In 2013, the United States Patent and Trademark Office approximated that the worth of intellectual property to the U.S. economy is more than US$5 trillion and creates employment for an estimated 18 million American people. The value of intellectual property is considered similarly high in other developed nations, such as those in the European Union. In the UK, IP has become a recognised asset class for use in pension-led funding and other types of business finance. However, in 2013, the UK Intellectual Property Office stated: "There are millions of intangible business assets whose value is either not being leveraged at all, or only being leveraged inadvertently".

An October 2023 study released by Americans for the Arts (AFTA) found that "nonprofit arts and culture organizations and their audiences generated $151.7 billion in economic activity—$73.3 billion in spending by the organizations, which leveraged an additional $78.4 billion in event-related spending by their audiences." This spending supported 2.6 million jobs and generated $29.1 billion in local, state and federal tax revenue." 224,000 audience members and over 16,000 organizations in all 50 states and Puerto Rico were surveyed over an 18-month period to collect the data.

===Economic growth===
The WIPO treaty and several related international agreements underline that the protection of intellectual property rights is essential to maintaining economic growth. The WIPO Intellectual Property Handbook gives two reasons for intellectual property laws: "One is to give statutory expression to the moral and economic rights of creators in their creations and the rights of the public in access to those creations. The second is to promote, as a deliberate act of Government policy, creativity and the dissemination and application of its results and to encourage fair trading which would contribute to economic and social development."

The Anti-Counterfeiting Trade Agreement (ACTA) states that "effective enforcement of intellectual property rights is critical to sustaining economic growth across all industries and globally". Economists estimate that two-thirds of the value of large businesses in the United States can be traced to intangible assets. A joint research project of the WIPO and the United Nations University measuring the impact of IP systems on six Asian countries found "a positive correlation between the strengthening of the IP system and subsequent economic growth."

===Morality===
According to Article 27 of the Universal Declaration of Human Rights, "everyone has the right to the protection of the moral and material interests resulting from any scientific, literary or artistic production of which he is the author". Although the relationship between intellectual property and human rights is complex, there are moral arguments for intellectual property. The arguments that justify intellectual property fall into three major categories. Personality theorists believe intellectual property is an extension of an individual. Utilitarians believe that intellectual property stimulates social progress and pushes people to further innovation. Lockeans argue that intellectual property is justified based on deservedness and hard work. Various moral justifications for private property can be used to argue in favor of the morality of intellectual property, such as:

- The natural rights/justice argument is based on Locke's idea that a person has a natural right over the labour and products which are produced by their body. Appropriating these products is viewed as unjust. Although Locke had never explicitly stated that natural rights applied to products of the mind, it is possible to apply his argument to intellectual property rights, in which it would be unjust for people to misuse another's ideas. Locke's argument for intellectual property is based upon the idea that laborers have the right to control the material they create. They argue that, as we own our bodies which are the laborers, this right of ownership extends to what we create. Intellectual property thus ensures this right with regard to production.

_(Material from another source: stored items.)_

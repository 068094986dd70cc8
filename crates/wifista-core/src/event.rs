// ── Driver notifications ──
//
// Typed form of the `(category, kind, payload)` tuples the radio driver
// delivers to registered sinks. Kinds the station does not act on are still
// modelled so they can be filtered, logged, and ignored.

use std::fmt;
use std::net::Ipv4Addr;
use std::str::FromStr;

use serde::{Deserialize, Serialize};

// ── EventCategory / EventKind ────────────────────────────────────────

/// Notification source, used when registering a sink.
#[derive(Debug, Clone, Copy, PartialEq, Eq, Hash, strum::Display, Serialize, Deserialize)]
#[strum(serialize_all = "kebab-case")]
#[serde(rename_all = "kebab-case")]
pub enum EventCategory {
    /// Station-role lifecycle (start, connect, disconnect, ...).
    Station,
    /// IP-layer lifecycle on the station interface.
    Ip,
    /// Any other subsystem sharing the event loop.
    Other,
}

/// Payload-free notification kind, used in registration filters.
#[derive(Debug, Clone, Copy, PartialEq, Eq, Hash)]
pub enum EventKind {
    Started,
    Stopped,
    Connected,
    Disconnected,
    ScanDone,
    AuthModeChanged,
    GotIp,
    LostIp,
    Unknown(i32),
}

impl fmt::Display for EventKind {
    fn fmt(&self, f: &mut fmt::Formatter<'_>) -> fmt::Result {
        let name = match self {
            Self::Started => "started",
            Self::Stopped => "stopped",
            Self::Connected => "connected",
            Self::Disconnected => "disconnected",
            Self::ScanDone => "scan-done",
            Self::AuthModeChanged => "auth-mode-changed",
            Self::GotIp => "got-ip",
            Self::LostIp => "lost-ip",
            Self::Unknown(id) => return write!(f, "unknown-{id}"),
        };
        f.write_str(name)
    }
}

// ── Payloads ─────────────────────────────────────────────────────────

/// Addressing assigned to the station interface.
#[derive(Debug, Clone, Copy, PartialEq, Eq, Serialize, Deserialize)]
pub struct IpInfo {
    pub ip: Ipv4Addr,
    pub netmask: Ipv4Addr,
    pub gateway: Ipv4Addr,
}

impl IpInfo {
    /// A /24 lease with the gateway at `.1` of the same subnet.
    pub fn with_default_gateway(ip: Ipv4Addr) -> Self {
        let [a, b, c, _] = ip.octets();
        Self {
            ip,
            netmask: Ipv4Addr::new(255, 255, 255, 0),
            gateway: Ipv4Addr::new(a, b, c, 1),
        }
    }
}

impl fmt::Display for IpInfo {
    fn fmt(&self, f: &mut fmt::Formatter<'_>) -> fmt::Result {
        write!(f, "{} mask {} gw {}", self.ip, self.netmask, self.gateway)
    }
}

/// 802.11 disconnect reason code as reported by the driver.
#[derive(Debug, Clone, Copy, PartialEq, Eq, Hash, Serialize, Deserialize)]
#[serde(transparent)]
pub struct DisconnectReason(pub u8);

impl DisconnectReason {
    pub const UNSPECIFIED: Self = Self(1);
    pub const AUTH_EXPIRE: Self = Self(2);
    pub const ASSOC_LEAVE: Self = Self(8);
    pub const FOUR_WAY_HANDSHAKE_TIMEOUT: Self = Self(15);
    pub const BEACON_TIMEOUT: Self = Self(200);
    pub const NO_AP_FOUND: Self = Self(201);
    pub const AUTH_FAIL: Self = Self(202);
    pub const ASSOC_FAIL: Self = Self(203);
    pub const HANDSHAKE_TIMEOUT: Self = Self(204);
    pub const CONNECTION_FAIL: Self = Self(205);

    const NAMED: [(Self, &'static str); 10] = [
        (Self::UNSPECIFIED, "unspecified"),
        (Self::AUTH_EXPIRE, "auth-expire"),
        (Self::ASSOC_LEAVE, "assoc-leave"),
        (Self::FOUR_WAY_HANDSHAKE_TIMEOUT, "4way-handshake-timeout"),
        (Self::BEACON_TIMEOUT, "beacon-timeout"),
        (Self::NO_AP_FOUND, "no-ap-found"),
        (Self::AUTH_FAIL, "auth-fail"),
        (Self::ASSOC_FAIL, "assoc-fail"),
        (Self::HANDSHAKE_TIMEOUT, "handshake-timeout"),
        (Self::CONNECTION_FAIL, "connection-fail"),
    ];

    pub fn name(self) -> Option<&'static str> {
        Self::NAMED
            .iter()
            .find(|(reason, _)| *reason == self)
            .map(|(_, name)| *name)
    }
}

impl fmt::Display for DisconnectReason {
    fn fmt(&self, f: &mut fmt::Formatter<'_>) -> fmt::Result {
        match self.name() {
            Some(name) => write!(f, "{name} ({})", self.0),
            None => write!(f, "reason {}", self.0),
        }
    }
}

impl FromStr for DisconnectReason {
    type Err = String;

    /// Accepts a known name (`no-ap-found`) or a numeric code (`201`).
    fn from_str(s: &str) -> Result<Self, Self::Err> {
        if let Ok(code) = s.parse::<u8>() {
            return Ok(Self(code));
        }
        Self::NAMED
            .iter()
            .find(|(_, name)| name.eq_ignore_ascii_case(s))
            .map(|(reason, _)| *reason)
            .ok_or_else(|| format!("unknown disconnect reason '{s}'"))
    }
}

// ── Notification ─────────────────────────────────────────────────────

/// Station-role lifecycle events.
#[derive(Debug, Clone, Copy, PartialEq, Eq)]
pub enum StationEvent {
    Started,
    Stopped,
    Connected { channel: u8 },
    Disconnected { reason: DisconnectReason },
    ScanDone { found: u16 },
    AuthModeChanged,
}

/// IP-layer events on the station interface.
#[derive(Debug, Clone, Copy, PartialEq, Eq)]
pub enum IpEvent {
    GotIp(IpInfo),
    LostIp,
}

/// One asynchronous notification from the driver.
#[derive(Debug, Clone, PartialEq, Eq)]
pub enum Notification {
    Station(StationEvent),
    Ip(IpEvent),
    /// A notification from a subsystem this crate has no model for.
    Other { base: String, id: i32 },
}

impl Notification {
    pub fn category(&self) -> EventCategory {
        match self {
            Self::Station(_) => EventCategory::Station,
            Self::Ip(_) => EventCategory::Ip,
            Self::Other { .. } => EventCategory::Other,
        }
    }

    pub fn kind(&self) -> EventKind {
        match self {
            Self::Station(event) => match event {
                StationEvent::Started => EventKind::Started,
                StationEvent::Stopped => EventKind::Stopped,
                StationEvent::Connected { .. } => EventKind::Connected,
                StationEvent::Disconnected { .. } => EventKind::Disconnected,
                StationEvent::ScanDone { .. } => EventKind::ScanDone,
                StationEvent::AuthModeChanged => EventKind::AuthModeChanged,
            },
            Self::Ip(IpEvent::GotIp(_)) => EventKind::GotIp,
            Self::Ip(IpEvent::LostIp) => EventKind::LostIp,
            Self::Other { id, .. } => EventKind::Unknown(*id),
        }
    }
}

impl fmt::Display for Notification {
    fn fmt(&self, f: &mut fmt::Formatter<'_>) -> fmt::Result {
        match self {
            Self::Other { base, id } => write!(f, "{base}/{id}"),
            other => write!(f, "{}/{}", other.category(), other.kind()),
        }
    }
}
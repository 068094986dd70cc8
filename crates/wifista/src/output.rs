//! Output formatting: table, JSON, YAML, plain.
//!
//! Renders data in the format selected by `--output`. Table uses `tabled`,
//! structured formats use serde, plain emits one identifier per line.

use std::io::{self, IsTerminal, Write};

use owo_colors::OwoColorize;
use tabled::{Table, Tabled, settings::Style};

use crate::cli::{ColorMode, OutputFormat};

// ── Color helpers ────────────────────────────────────────────────────

/// Determine whether color output should be enabled.
pub fn should_color(mode: &ColorMode) -> bool {
    match mode {
        ColorMode::Always => true,
        ColorMode::Never => false,
        ColorMode::Auto => io::stdout().is_terminal() && std::env::var("NO_COLOR").is_err(),
    }
}

/// Green for good news, red otherwise.
pub fn status(text: &str, ok: bool, color: bool) -> String {
    match (color, ok) {
        (false, _) => text.to_owned(),
        (true, true) => text.green().bold().to_string(),
        (true, false) => text.red().bold().to_string(),
    }
}

// ── Render dispatchers ───────────────────────────────────────────────

/// Render a list of serde-serializable + tabled items in the chosen format.
pub fn render_list<T, R>(
    format: &OutputFormat,
    data: &[T],
    to_row: impl Fn(&T) -> R,
    id_fn: impl Fn(&T) -> String,
) -> String
where
    T: serde::Serialize,
    R: Tabled,
{
    match format {
        OutputFormat::Table => {
            let rows: Vec<R> = data.iter().map(to_row).collect();
            render_table(&rows)
        }
        OutputFormat::Json => render_json(data, false),
        OutputFormat::JsonCompact => render_json(data, true),
        OutputFormat::Yaml => render_yaml(data),
        OutputFormat::Plain => data.iter().map(&id_fn).collect::<Vec<_>>().join("\n"),
    }
}

/// Render a single serde-serializable item in the chosen format.
///
/// Table rendering uses `detail_fn`, which returns a pre-formatted string.
pub fn render_single<T>(
    format: &OutputFormat,
    data: &T,
    detail_fn: impl Fn(&T) -> String,
    id_fn: impl Fn(&T) -> String,
) -> String
where
    T: serde::Serialize,
{
    match format {
        OutputFormat::Table => detail_fn(data),
        OutputFormat::Json => render_json(data, false),
        OutputFormat::JsonCompact => render_json(data, true),
        OutputFormat::Yaml => render_yaml(data),
        OutputFormat::Plain => id_fn(data),
    }
}

/// Print the rendered output to stdout, respecting quiet mode.
pub fn print_output(output: &str, quiet: bool) {
    if quiet || output.is_empty() {
        return;
    }
    let mut stdout = io::stdout().lock();
    let _ = writeln!(stdout, "{output}");
}

// ── Format-specific renderers ────────────────────────────────────────

fn render_table<R: Tabled>(rows: &[R]) -> String {
    Table::new(rows).with(Style::rounded()).to_string()
}

/// Two-column key/value table for single-item detail views.
pub fn render_detail(pairs: &[(&str, String)]) -> String {
    #[derive(Tabled)]
    struct Field<'a> {
        #[tabled(rename = "Field")]
        key: &'a str,
        #[tabled(rename = "Value")]
        value: &'a str,
    }

    let rows: Vec<Field<'_>> = pairs
        .iter()
        .map(|(key, value)| Field {
            key: *key,
            value: value.as_str(),
        })
        .collect();
    render_table(&rows)
}

fn render_json<T: serde::Serialize + ?Sized>(data: &T, compact: bool) -> String {
    let rendered = if compact {
        serde_json::to_string(data)
    } else {
        serde_json::to_string_pretty(data)
    };
    rendered.unwrap_or_else(|e| format!("serialization failed: {e}"))
}

fn render_yaml<T: serde::Serialize + ?Sized>(data: &T) -> String {
    serde_yaml::to_string(data).unwrap_or_else(|e| format!("serialization failed: {e}"))
}
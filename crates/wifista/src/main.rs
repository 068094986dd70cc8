mod cli;
mod commands;
mod config;
mod error;
mod output;

use clap::Parser;
use tracing_subscriber::EnvFilter;

use crate::cli::{Cli, Command};
use crate::error::CliError;

#[tokio::main]
async fn main() {
    let cli = Cli::parse();

    init_tracing(cli.global.verbose);

    if let Err(err) = run(cli).await {
        let code = err.exit_code();
        eprintln!("{:?}", miette::Report::new(err));
        std::process::exit(code);
    }
}

fn init_tracing(verbosity: u8) {
    let filter = match verbosity {
        0 => "warn",
        1 => "info",
        2 => "debug",
        _ => "trace",
    };

    tracing_subscriber::fmt()
        .with_env_filter(
            EnvFilter::try_from_default_env().unwrap_or_else(|_| EnvFilter::new(filter)),
        )
        .with_target(false)
        .with_writer(std::io::stderr)
        .init();
}

async fn run(cli: Cli) -> Result<(), CliError> {
    tracing::debug!(command = ?cli.command, "dispatching command");

    match cli.command {
        Command::Simulate(args) => commands::simulate::handle(args, &cli.global).await,

        Command::Config(args) => commands::config_cmd::handle(args, &cli.global),

        Command::Completions(args) => {
            use clap::CommandFactory;
            use clap_complete::generate;

            let mut cmd = Cli::command();
            generate(args.shell, &mut cmd, "wifista", &mut std::io::stdout());
            Ok(())
        }
    }
}
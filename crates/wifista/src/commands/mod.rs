//! Command handlers.

pub mod config_cmd;
pub mod simulate;
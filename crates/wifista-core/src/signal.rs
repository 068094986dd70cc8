// ── Signal channel ──
//
// Monotone set of terminal flags shared between the notification-dispatch
// context (which sets them) and the constructing caller (which waits on
// them). Flags are never cleared; every session gets a fresh channel.

use std::fmt;
use std::ops::BitOr;
use std::time::Duration;

use tokio::sync::watch;

// ── Signal ───────────────────────────────────────────────────────────

/// Terminal outcome raised by the event classifier.
#[derive(Debug, Clone, Copy, PartialEq, Eq, Hash, strum::Display)]
#[strum(serialize_all = "kebab-case")]
pub enum Signal {
    /// An address was acquired.
    Succeeded,
    /// The reconnect budget ran out.
    Exhausted,
}

impl Signal {
    pub const ALL: [Signal; 2] = [Signal::Succeeded, Signal::Exhausted];

    const fn bit(self) -> u8 {
        match self {
            Self::Succeeded => 1 << 0,
            Self::Exhausted => 1 << 1,
        }
    }
}

impl BitOr for Signal {
    type Output = SignalSet;

    fn bitor(self, rhs: Self) -> SignalSet {
        SignalSet(self.bit() | rhs.bit())
    }
}

// ── SignalSet ────────────────────────────────────────────────────────

/// A set of [`Signal`]s. Bit layout is private to this module.
#[derive(Debug, Clone, Copy, Default, PartialEq, Eq, Hash)]
pub struct SignalSet(u8);

impl SignalSet {
    pub const EMPTY: Self = Self(0);

    /// Every signal that ends a connection wait.
    pub const TERMINAL: Self = Self(Signal::Succeeded.bit() | Signal::Exhausted.bit());

    pub const fn contains(self, signal: Signal) -> bool {
        self.0 & signal.bit() != 0
    }

    /// Add `signal`, returning `true` if it was not already present.
    pub fn insert(&mut self, signal: Signal) -> bool {
        let before = self.0;
        self.0 |= signal.bit();
        before != self.0
    }

    pub const fn intersects(self, other: Self) -> bool {
        self.0 & other.0 != 0
    }

    pub const fn is_empty(self) -> bool {
        self.0 == 0
    }

    pub fn iter(self) -> impl Iterator<Item = Signal> {
        Signal::ALL.into_iter().filter(move |s| self.contains(*s))
    }
}

impl From<Signal> for SignalSet {
    fn from(signal: Signal) -> Self {
        Self(signal.bit())
    }
}

impl FromIterator<Signal> for SignalSet {
    fn from_iter<I: IntoIterator<Item = Signal>>(iter: I) -> Self {
        let mut set = Self::EMPTY;
        for signal in iter {
            set.insert(signal);
        }
        set
    }
}

impl fmt::Display for SignalSet {
    fn fmt(&self, f: &mut fmt::Formatter<'_>) -> fmt::Result {
        if self.is_empty() {
            return f.write_str("none");
        }
        let names: Vec<String> = self.iter().map(|s| s.to_string()).collect();
        f.write_str(&names.join("|"))
    }
}

// ── SignalChannel ────────────────────────────────────────────────────

/// Thread-safe flag set with a wait that wakes as soon as a requested flag
/// is raised. Backed by a `watch` channel, so there is no polling and a
/// flag set before the wait starts is still observed.
#[derive(Debug)]
pub struct SignalChannel {
    state: watch::Sender<SignalSet>,
}

impl SignalChannel {
    pub fn new() -> Self {
        let (state, _) = watch::channel(SignalSet::EMPTY);
        Self { state }
    }

    /// Raise `signal`. Idempotent; returns `true` only for the call that
    /// actually set it. Callable from any thread or task.
    pub fn set(&self, signal: Signal) -> bool {
        // `send_if_modified` updates even with zero receivers.
        self.state.send_if_modified(|set| set.insert(signal))
    }

    /// Snapshot of the flags currently raised.
    pub fn current(&self) -> SignalSet {
        *self.state.borrow()
    }

    /// Whether any terminal flag has been raised.
    pub fn is_terminal(&self) -> bool {
        self.current().intersects(SignalSet::TERMINAL)
    }

    /// Wait until at least one flag in `wanted` is set, or `timeout`
    /// elapses (`None` waits forever). Returns every flag set at wake-up;
    /// nothing is cleared.
    pub async fn wait_for_any(&self, wanted: SignalSet, timeout: Option<Duration>) -> SignalSet {
        let mut rx = self.state.subscribe();
        let wait = rx.wait_for(|set| set.intersects(wanted));

        match timeout {
            None => {
                let _ = wait.await;
            }
            Some(limit) => {
                let _ = tokio::time::timeout(limit, wait).await;
            }
        }

        self.current()
    }
}

impl Default for SignalChannel {
    fn default() -> Self {
        Self::new()
    }
}

#[cfg(test)]
mod tests {
    use std::sync::Arc;

    use super::*;

    #[test]
    fn set_is_idempotent() {
        let channel = SignalChannel::new();
        assert!(channel.set(Signal::Succeeded));
        assert!(!channel.set(Signal::Succeeded));
        assert_eq!(channel.current(), SignalSet::from(Signal::Succeeded));
    }

    #[test]
    fn flags_accumulate_and_never_clear() {
        let channel = SignalChannel::new();
        channel.set(Signal::Succeeded);
        channel.set(Signal::Exhausted);

        let current = channel.current();
        assert!(current.contains(Signal::Succeeded));
        assert!(current.contains(Signal::Exhausted));
        assert_eq!(current, SignalSet::TERMINAL);
    }

    #[test]
    fn signal_set_display() {
        assert_eq!(SignalSet::EMPTY.to_string(), "none");
        assert_eq!(
            (Signal::Succeeded | Signal::Exhausted).to_string(),
            "succeeded|exhausted"
        );
        let set: SignalSet = [Signal::Exhausted].into_iter().collect();
        assert_eq!(set.to_string(), "exhausted");
    }

    #[tokio::test]
    async fn wait_returns_immediately_when_already_set() {
        let channel = SignalChannel::new();
        channel.set(Signal::Exhausted);

        let observed = channel.wait_for_any(SignalSet::TERMINAL, None).await;
        assert!(observed.contains(Signal::Exhausted));
        assert!(!observed.contains(Signal::Succeeded));
    }

    #[tokio::test]
    async fn wait_is_woken_from_another_thread() {
        let channel = Arc::new(SignalChannel::new());
        let setter = Arc::clone(&channel);

        let handle = std::thread::spawn(move || {
            std::thread::sleep(Duration::from_millis(20));
            setter.set(Signal::Succeeded);
        });

        let observed = channel.wait_for_any(SignalSet::TERMINAL, None).await;
        assert!(observed.contains(Signal::Succeeded));
        handle.join().expect("setter thread panicked");
    }

    #[tokio::test]
    async fn wait_ignores_flags_outside_the_request() {
        let channel = SignalChannel::new();
        channel.set(Signal::Exhausted);

        let observed = channel
            .wait_for_any(Signal::Succeeded.into(), Some(Duration::from_millis(10)))
            .await;
        // Timed out, but still reports everything that is set.
        assert_eq!(observed, SignalSet::from(Signal::Exhausted));
    }

    #[tokio::test(start_paused = true)]
    async fn wait_times_out_with_empty_set() {
        let channel = SignalChannel::new();
        let observed = channel
            .wait_for_any(SignalSet::TERMINAL, Some(Duration::from_secs(30)))
            .await;
        assert!(observed.is_empty());
        assert!(!channel.is_terminal());
    }
}
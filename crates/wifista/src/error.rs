//! CLI error types with miette diagnostics.
//!
//! Maps `StationError` and `ConfigError` into user-facing errors with
//! actionable help text and stable exit codes.

use std::time::Duration;

use miette::Diagnostic;
use thiserror::Error;

use wifista_config::ConfigError;
use wifista_core::{DriverError, StationError};

pub mod exit_code {
    pub const GENERAL: i32 = 1;
    pub const USAGE: i32 = 2;
    pub const AUTH: i32 = 3;
    pub const NOT_FOUND: i32 = 4;
    pub const CONNECTION: i32 = 7;
    pub const TIMEOUT: i32 = 8;
}

#[derive(Debug, Error, Diagnostic)]
pub enum CliError {
    // ── Station ──────────────────────────────────────────────────────

    #[error("Station setup failed at {stage}")]
    #[diagnostic(
        code(wifista::setup_failed),
        help("The platform rejected a setup call. Run with -vv to see each step.")
    )]
    SetupFailed {
        stage: String,
        #[source]
        source: DriverError,
    },

    #[error("Could not connect to '{ssid}' after {attempts} reconnect attempts")]
    #[diagnostic(
        code(wifista::connection_failed),
        help(
            "Check the SSID and passphrase, or raise the budget with --max-reconnect \
             (0 retries forever)."
        )
    )]
    ConnectionFailed { ssid: String, attempts: u32 },

    #[error("No connection outcome after {limit:?}")]
    #[diagnostic(
        code(wifista::timeout),
        help("Increase the limit with --timeout, or pass --timeout 0 to wait forever.")
    )]
    Timeout { limit: Duration },

    #[error("Connection wait ended unexpectedly (signals: {observed})")]
    #[diagnostic(code(wifista::unexpected_event))]
    UnexpectedEvent { observed: String },

    // ── Credentials ──────────────────────────────────────────────────

    #[error("No passphrase configured for profile '{profile}'")]
    #[diagnostic(
        code(wifista::no_credentials),
        help(
            "Store one with: wifista config set-passphrase {profile}\n\
             Or set the WIFISTA_PASSPHRASE environment variable."
        )
    )]
    NoCredentials { profile: String },

    // ── Validation ───────────────────────────────────────────────────

    #[error("Invalid value for {field}: {reason}")]
    #[diagnostic(code(wifista::validation))]
    Validation { field: String, reason: String },

    // ── Configuration ────────────────────────────────────────────────

    #[error("Profile '{name}' not found in configuration")]
    #[diagnostic(
        code(wifista::profile_not_found),
        help(
            "Available profiles: {available}\n\
             Create one with: wifista config set ssid <name> --profile <profile>"
        )
    )]
    ProfileNotFound { name: String, available: String },

    #[error("No network configured")]
    #[diagnostic(
        code(wifista::no_config),
        help(
            "Pass --ssid, or add a profile to the config file.\n\
             Expected at: {path}"
        )
    )]
    NoConfig { path: String },

    #[error(transparent)]
    #[diagnostic(code(wifista::config))]
    Config(ConfigError),

    // ── IO ───────────────────────────────────────────────────────────

    #[error(transparent)]
    Io(#[from] std::io::Error),
}

impl CliError {
    /// Map this error to an exit code for process termination.
    pub fn exit_code(&self) -> i32 {
        match self {
            Self::ConnectionFailed { .. } => exit_code::CONNECTION,
            Self::Timeout { .. } => exit_code::TIMEOUT,
            Self::NoCredentials { .. } => exit_code::AUTH,
            Self::ProfileNotFound { .. } => exit_code::NOT_FOUND,
            Self::Validation { .. } | Self::NoConfig { .. } => exit_code::USAGE,
            _ => exit_code::GENERAL,
        }
    }
}

// ── StationError → CliError mapping ──────────────────────────────────

impl From<StationError> for CliError {
    fn from(err: StationError) -> Self {
        match err {
            StationError::ResourceInit { stage, source } => CliError::SetupFailed {
                stage: stage.to_string(),
                source,
            },

            StationError::ConnectionFailed { ssid, attempts } => {
                CliError::ConnectionFailed { ssid, attempts }
            }

            StationError::UnexpectedEvent {
                timed_out_after: Some(limit),
                ..
            } => CliError::Timeout { limit },

            StationError::UnexpectedEvent { observed, .. } => CliError::UnexpectedEvent {
                observed: observed.to_string(),
            },
        }
    }
}

// ── ConfigError → CliError mapping ───────────────────────────────────

impl From<ConfigError> for CliError {
    fn from(err: ConfigError) -> Self {
        match err {
            ConfigError::NoCredentials { profile } => CliError::NoCredentials { profile },
            ConfigError::ProfileNotFound { name, available } => {
                CliError::ProfileNotFound { name, available }
            }
            ConfigError::Validation { field, reason } => CliError::Validation { field, reason },
            other => CliError::Config(other),
        }
    }
}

- According to the utilitarian-pragmatic argument, societies that protect private property are more effective and prosperous than societies that do not. Innovation and invention in 19th-century America has been attributed to the development of the patent system. By providing innovators with "durable and tangible return on their investment of time, labor, and other resources", intellectual property rights seek to maximize social utility. The presumption is that they promote public welfare by encouraging the "creation, production, and distribution of intellectual works". Utilitarians argue that, without intellectual property, there would be a lack of incentive to produce new ideas.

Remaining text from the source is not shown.